This exercise calls for copying every line below that holds the word "self".

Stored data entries
--------------------
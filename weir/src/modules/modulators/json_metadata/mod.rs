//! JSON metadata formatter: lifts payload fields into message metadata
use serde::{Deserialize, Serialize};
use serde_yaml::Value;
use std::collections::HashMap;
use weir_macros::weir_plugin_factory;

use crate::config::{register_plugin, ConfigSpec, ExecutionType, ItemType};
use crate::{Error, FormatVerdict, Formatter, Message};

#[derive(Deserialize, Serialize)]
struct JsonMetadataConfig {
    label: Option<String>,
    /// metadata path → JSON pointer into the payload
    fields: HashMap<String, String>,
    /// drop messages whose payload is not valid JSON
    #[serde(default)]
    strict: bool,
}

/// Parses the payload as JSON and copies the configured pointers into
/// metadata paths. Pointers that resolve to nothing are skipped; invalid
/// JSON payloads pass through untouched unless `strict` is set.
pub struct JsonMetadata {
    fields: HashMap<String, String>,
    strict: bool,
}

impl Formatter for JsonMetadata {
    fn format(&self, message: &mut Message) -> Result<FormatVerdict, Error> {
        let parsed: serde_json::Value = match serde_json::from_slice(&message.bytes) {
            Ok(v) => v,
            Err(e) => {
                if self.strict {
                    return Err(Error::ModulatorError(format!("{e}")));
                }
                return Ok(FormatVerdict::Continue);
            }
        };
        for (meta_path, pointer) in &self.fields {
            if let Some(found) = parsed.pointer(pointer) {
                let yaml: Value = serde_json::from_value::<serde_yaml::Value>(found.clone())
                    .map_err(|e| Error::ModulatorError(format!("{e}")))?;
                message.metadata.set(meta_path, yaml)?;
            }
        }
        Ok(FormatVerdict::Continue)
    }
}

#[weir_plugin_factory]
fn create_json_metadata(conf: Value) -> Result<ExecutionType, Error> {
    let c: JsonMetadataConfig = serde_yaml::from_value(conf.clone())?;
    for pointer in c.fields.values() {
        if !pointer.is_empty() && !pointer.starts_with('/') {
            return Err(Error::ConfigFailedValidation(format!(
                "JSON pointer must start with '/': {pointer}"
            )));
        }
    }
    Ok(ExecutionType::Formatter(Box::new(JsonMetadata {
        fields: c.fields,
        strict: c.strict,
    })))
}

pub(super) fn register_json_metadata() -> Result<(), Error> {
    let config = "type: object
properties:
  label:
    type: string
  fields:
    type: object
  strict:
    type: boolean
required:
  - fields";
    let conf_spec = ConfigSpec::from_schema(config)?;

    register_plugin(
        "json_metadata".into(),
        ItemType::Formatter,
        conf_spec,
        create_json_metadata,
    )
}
--------------------
Problem solution:
    fn format(&self, message: &mut Message) -> Result<FormatVerdict, Error> {
                if self.strict {
        for (meta_path, pointer) in &self.fields {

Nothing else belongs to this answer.